_The task:_ Whenever "ImageFormat" appears in a line, please copy that line from the data.

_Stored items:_
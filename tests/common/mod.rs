//! Fixtures: EXIF-bearing images built in memory and a one-route HTTP server.

#![allow(dead_code)]

use image::{DynamicImage, ImageFormat, Rgb, RgbImage};
use img_parts::jpeg::Jpeg;
use img_parts::png::Png;
use img_parts::webp::WebP;
use img_parts::{Bytes, ImageEXIF};
use std::io::Cursor;
use tokio::io::{AsyncReadExt, AsyncWriteExt};
use tokio::net::TcpListener;

/// A TIFF field value.
#[derive(Debug, Clone)]
pub enum Field {
    Ascii(&'static str),
    Byte(u8),
    Short(u16),
    Long(u32),
    Rational(Vec<(u32, u32)>),
}

impl Field {
    /// (type, count, little-endian payload)
    fn encode(&self) -> (u16, u32, Vec<u8>) {
        match self {
            Field::Ascii(s) => {
                let mut b = s.as_bytes().to_vec();
                b.push(0);
                (2, b.len() as u32, b)
            }
            Field::Byte(v) => (1, 1, vec![*v]),
            Field::Short(v) => (3, 1, v.to_le_bytes().to_vec()),
            Field::Long(v) => (4, 1, v.to_le_bytes().to_vec()),
            Field::Rational(parts) => {
                let mut b = Vec::with_capacity(parts.len() * 8);
                for (n, d) in parts {
                    b.extend_from_slice(&n.to_le_bytes());
                    b.extend_from_slice(&d.to_le_bytes());
                }
                (5, parts.len() as u32, b)
            }
        }
    }
}

/// Little-endian TIFF block with IFD0, optional Exif and GPS sub-IFDs, and an optional IFD1.
#[derive(Debug, Default, Clone)]
pub struct TiffBuilder {
    pub ifd0: Vec<(u16, Field)>,
    pub exif: Vec<(u16, Field)>,
    pub gps: Vec<(u16, Field)>,
    pub ifd1: Vec<(u16, Field)>,
}

const EXIF_POINTER: u16 = 0x8769;
const GPS_POINTER: u16 = 0x8825;

fn block_len(entries: &[(u16, Field)]) -> usize {
    let data: usize = entries
        .iter()
        .map(|(_, f)| {
            let len = f.encode().2.len();
            if len > 4 { len + len % 2 } else { 0 }
        })
        .sum();
    2 + 12 * entries.len() + 4 + data
}

fn write_ifd(out: &mut Vec<u8>, entries: &[(u16, Field)], next: u32) {
    let mut sorted = entries.to_vec();
    sorted.sort_by_key(|(tag, _)| *tag);

    let start = out.len();
    let data_start = start + 2 + 12 * sorted.len() + 4;
    let mut data = Vec::new();

    out.extend_from_slice(&(sorted.len() as u16).to_le_bytes());
    for (tag, field) in &sorted {
        let (ty, count, bytes) = field.encode();
        out.extend_from_slice(&tag.to_le_bytes());
        out.extend_from_slice(&ty.to_le_bytes());
        out.extend_from_slice(&count.to_le_bytes());
        if bytes.len() <= 4 {
            let mut inline = bytes.clone();
            inline.resize(4, 0);
            out.extend_from_slice(&inline);
        } else {
            out.extend_from_slice(&((data_start + data.len()) as u32).to_le_bytes());
            data.extend_from_slice(&bytes);
            if data.len() % 2 == 1 {
                data.push(0);
            }
        }
    }
    out.extend_from_slice(&next.to_le_bytes());
    out.extend_from_slice(&data);
}

impl TiffBuilder {
    pub fn build(&self) -> Vec<u8> {
        let mut ifd0 = self.ifd0.clone();
        if !self.exif.is_empty() {
            ifd0.push((EXIF_POINTER, Field::Long(0)));
        }
        if !self.gps.is_empty() {
            ifd0.push((GPS_POINTER, Field::Long(0)));
        }

        let exif_off = 8 + block_len(&ifd0);
        let gps_off = exif_off + if self.exif.is_empty() { 0 } else { block_len(&self.exif) };
        let ifd1_off = gps_off + if self.gps.is_empty() { 0 } else { block_len(&self.gps) };

        for (tag, field) in ifd0.iter_mut() {
            match *tag {
                EXIF_POINTER => *field = Field::Long(exif_off as u32),
                GPS_POINTER => *field = Field::Long(gps_off as u32),
                _ => {}
            }
        }

        let mut out = b"II*\0".to_vec();
        out.extend_from_slice(&8u32.to_le_bytes());

        let next = if self.ifd1.is_empty() { 0 } else { ifd1_off as u32 };
        write_ifd(&mut out, &ifd0, next);
        if !self.exif.is_empty() {
            write_ifd(&mut out, &self.exif, 0);
        }
        if !self.gps.is_empty() {
            write_ifd(&mut out, &self.gps, 0);
        }
        if !self.ifd1.is_empty() {
            write_ifd(&mut out, &self.ifd1, 0);
        }
        out
    }
}

/// The fixture used throughout: a Canon EOS 80D shot at the Empire State Building.
pub fn canon_tiff() -> TiffBuilder {
    TiffBuilder {
        ifd0: vec![
            (0x010F, Field::Ascii("Canon")),
            (0x0110, Field::Ascii("EOS 80D")),
            (0x0112, Field::Short(1)),
            (0x0132, Field::Ascii("2021:06:01 12:30:00")),
        ],
        exif: vec![
            (0x829A, Field::Rational(vec![(1, 200)])),
            (0x829D, Field::Rational(vec![(28, 10)])),
            (0x8827, Field::Short(400)),
            (0x9003, Field::Ascii("2021:06:01 12:30:00")),
            (0x920A, Field::Rational(vec![(50, 1)])),
        ],
        gps: vec![
            (0x0001, Field::Ascii("N")),
            (0x0002, Field::Rational(vec![(40, 1), (44, 1), (5436, 100)])),
            (0x0003, Field::Ascii("W")),
            (0x0004, Field::Rational(vec![(73, 1), (59, 1), (840, 100)])),
            (0x0005, Field::Byte(0)),
            (0x0006, Field::Rational(vec![(4435, 10)])),
            (0x0012, Field::Ascii("WGS-84")),
        ],
        ifd1: Vec::new(),
    }
}

fn encode(format: ImageFormat) -> Vec<u8> {
    let img = DynamicImage::ImageRgb8(RgbImage::from_pixel(8, 8, Rgb([200, 120, 40])));
    let mut out = Cursor::new(Vec::new());
    img.write_to(&mut out, format).unwrap();
    out.into_inner()
}

/// An 8x8 JPEG carrying `tiff` in its APP1 segment.
pub fn jpeg_with_exif(tiff: &[u8]) -> Vec<u8> {
    let mut jpeg = Jpeg::from_bytes(Bytes::from(encode(ImageFormat::Jpeg))).unwrap();
    jpeg.set_exif(Some(Bytes::copy_from_slice(tiff)));
    jpeg.encoder().bytes().to_vec()
}

/// An 8x8 JPEG straight from the encoder. No metadata.
pub fn jpeg_without_exif() -> Vec<u8> {
    encode(ImageFormat::Jpeg)
}

/// SOI + APP1 Exif segment + EOI, nothing else.
pub fn tiny_jpeg_with_exif(tiff: &[u8]) -> Vec<u8> {
    let mut payload = b"Exif\0\0".to_vec();
    payload.extend_from_slice(tiff);

    let mut out = vec![0xFF, 0xD8, 0xFF, 0xE1];
    out.extend_from_slice(&((payload.len() + 2) as u16).to_be_bytes());
    out.extend_from_slice(&payload);
    out.extend_from_slice(&[0xFF, 0xD9]);
    out
}

/// An 8x8 PNG, with an `eXIf` chunk when `tiff` is given.
pub fn png(tiff: Option<&[u8]>) -> Vec<u8> {
    let mut png = Png::from_bytes(Bytes::from(encode(ImageFormat::Png))).unwrap();
    png.set_exif(tiff.map(Bytes::copy_from_slice));
    png.encoder().bytes().to_vec()
}

/// An 8x8 lossless WebP, with an `EXIF` chunk when `tiff` is given.
pub fn webp(tiff: Option<&[u8]>) -> Vec<u8> {
    let mut webp = WebP::from_bytes(Bytes::from(encode(ImageFormat::WebP))).unwrap();
    webp.set_exif(tiff.map(Bytes::copy_from_slice));
    webp.encoder().bytes().to_vec()
}

/// A canned HTTP response.
#[derive(Debug, Clone)]
pub struct Canned {
    pub status: &'static str,
    pub content_type: &'static str,
    pub body: Vec<u8>,
}

impl Canned {
    pub fn ok(content_type: &'static str, body: Vec<u8>) -> Self {
        Self {
            status: "200 OK",
            content_type,
            body,
        }
    }
}

/// Serve `response` to every connection on a loopback port. Returns the base URL.
pub async fn serve(response: Canned) -> String {
    let listener = TcpListener::bind("127.0.0.1:0").await.unwrap();
    let addr = listener.local_addr().unwrap();

    tokio::spawn(async move {
        loop {
            let (mut socket, _) = match listener.accept().await {
                Ok(conn) => conn,
                Err(_) => return,
            };
            let response = response.clone();
            tokio::spawn(async move {
                let mut buf = vec![0u8; 4096];
                let mut request = Vec::new();
                while !request.windows(4).any(|w| w == b"\r\n\r\n") {
                    match socket.read(&mut buf).await {
                        Ok(0) | Err(_) => return,
                        Ok(n) => request.extend_from_slice(&buf[..n]),
                    }
                }
                let head = format!(
                    "HTTP/1.1 {}\r\nContent-Type: {}\r\nContent-Length: {}\r\nConnection: close\r\n\r\n",
                    response.status,
                    response.content_type,
                    response.body.len()
                );
                let _ = socket.write_all(head.as_bytes()).await;
                let _ = socket.write_all(&response.body).await;
                let _ = socket.shutdown().await;
            });
        }
    });

    format!("http://{addr}")
}

/// Accept connections and never answer.
pub async fn serve_silence() -> String {
    let listener = TcpListener::bind("127.0.0.1:0").await.unwrap();
    let addr = listener.local_addr().unwrap();
    tokio::spawn(async move {
        let mut held = Vec::new();
        while let Ok((socket, _)) = listener.accept().await {
            held.push(socket);
        }
    });
    format!("http://{addr}")
}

_Task response:_
use image::{DynamicImage, ImageFormat, Rgb, RgbImage};
fn encode(format: ImageFormat) -> Vec<u8> {
    let mut jpeg = Jpeg::from_bytes(Bytes::from(encode(ImageFormat::Jpeg))).unwrap();
    encode(ImageFormat::Jpeg)
    let mut png = Png::from_bytes(Bytes::from(encode(ImageFormat::Png))).unwrap();
    let mut webp = WebP::from_bytes(Bytes::from(encode(ImageFormat::WebP))).unwrap();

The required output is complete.